Oleh karena itu, mereka yang akun Facebook-nya dicuri melalui email phishing adalah korban dan pada dasarnya tidak bertanggung jawab secara hukum atas tindakan pelaku. Namun, secara proaktif melaporkan, memperingatkan, dan bekerja sama dengan pihak berwenang tidak hanya membantu melindungi hak sendiri tetapi juga berkontribusi untuk mencegah aktivitas ilegal dan meminimalkan kerusakan pada komunitas online.

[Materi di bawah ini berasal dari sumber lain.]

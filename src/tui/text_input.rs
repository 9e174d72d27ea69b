use crate::util::unicode;

/// Single-line text buffer with a grapheme-aware byte cursor
#[derive(Debug, Clone, Default, PartialEq, Eq)]
pub struct TextInput {
    value: String,
    cursor: usize,
}

impl TextInput {
    pub fn with_value(value: impl Into<String>) -> Self {
        let value = value.into();
        let cursor = value.len();
        TextInput { value, cursor }
    }

    pub fn value(&self) -> &str {
        &self.value
    }

    pub fn cursor(&self) -> usize {
        self.cursor
    }

    /// Cursor position in terminal cells
    pub fn cursor_col(&self) -> usize {
        unicode::byte_offset_to_display_col(&self.value, self.cursor)
    }

    pub fn is_empty(&self) -> bool {
        self.value.is_empty()
    }

    pub fn set(&mut self, value: impl Into<String>) {
        self.value = value.into();
        self.cursor = self.value.len();
    }

    pub fn clear(&mut self) {
        self.value.clear();
        self.cursor = 0;
    }

    /// Take the buffer contents, leaving it empty
    pub fn take(&mut self) -> String {
        self.cursor = 0;
        std::mem::take(&mut self.value)
    }

    pub fn insert_char(&mut self, c: char) {
        self.value.insert(self.cursor, c);
        self.cursor += c.len_utf8();
    }

    /// Insert pasted text; newlines become spaces
    pub fn insert_str(&mut self, s: &str) {
        let clean = s.replace(['\n', '\r'], " ");
        self.value.insert_str(self.cursor, &clean);
        self.cursor += clean.len();
    }

    pub fn backspace(&mut self) {
        if let Some(prev) = unicode::prev_grapheme_boundary(&self.value, self.cursor) {
            self.value.replace_range(prev..self.cursor, "");
            self.cursor = prev;
        }
    }

    pub fn delete(&mut self) {
        if let Some(next) = unicode::next_grapheme_boundary(&self.value, self.cursor) {
            self.value.replace_range(self.cursor..next, "");
        }
    }

    pub fn delete_word_back(&mut self) {
        let start = unicode::word_boundary_left(&self.value, self.cursor);
        self.value.replace_range(start..self.cursor, "");
        self.cursor = start;
    }

    pub fn left(&mut self) {
        if let Some(prev) = unicode::prev_grapheme_boundary(&self.value, self.cursor) {
            self.cursor = prev;
        }
    }

    pub fn right(&mut self) {
        if let Some(next) = unicode::next_grapheme_boundary(&self.value, self.cursor) {
            self.cursor = next;
        }
    }

    pub fn home(&mut self) {
        self.cursor = 0;
    }

    pub fn end(&mut self) {
        self.cursor = self.value.len();
    }
}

Dalam semua kasus, pengguna harus tetap tenang, menahan diri untuk tidak menanggapi atau mentransfer uang kepada penipu, dan selalu bekerja sama erat dengan pihak berwenang untuk menangani masalah ini secara legal dan efektif.
Anti-Fraud Project baru saja memperbarui situs webnya ke versi baru, menambahkan chatbot dan alat AI untuk mengidentifikasi situs web phishing di internet.
Pengguna dapat mengakses situs web chongluadao.vn dan memasukkan tautan yang ingin mereka periksa. Sistem akan membandingkan tautan tersebut dengan basis data Anti-Penipuan dan mitra pihak ketiga, kemudian mengembalikan hasil yang menunjukkan apakah situs web tersebut aman, berbahaya, atau tidak memiliki data yang jelas.
Jika Anda ingin menggunakan AI, cukup klik "Analisis lebih lanjut menggunakan AI." Alat ini kemudian akan menganalisis situs web berdasarkan berbagai faktor seperti nama domain yang mencurigakan, konten ilegal, tautan berisiko, penggunaan hosting yang tidak biasa, dan lain sebagainya.
Berdasarkan data ini, AI akan mensintesis faktor-faktor tersebut dan memberikan penilaian risiko pada skala 10 poin. Detail mencurigakan tentang informasi dan gambar di situs web juga dianalisis dan ditampilkan di halaman hasil.

Proyek Anti-Phishing, yang didirikan bersama pada tahun 2020 oleh pakar keamanan siber Ngo Minh Hieu, bertujuan untuk mendukung verifikasi keandalan dan memberikan peringatan saat mengakses situs web yang tidak aman. Pengguna dapat berkontribusi data dengan melaporkan tautan berbahaya di chongluaodao.vn.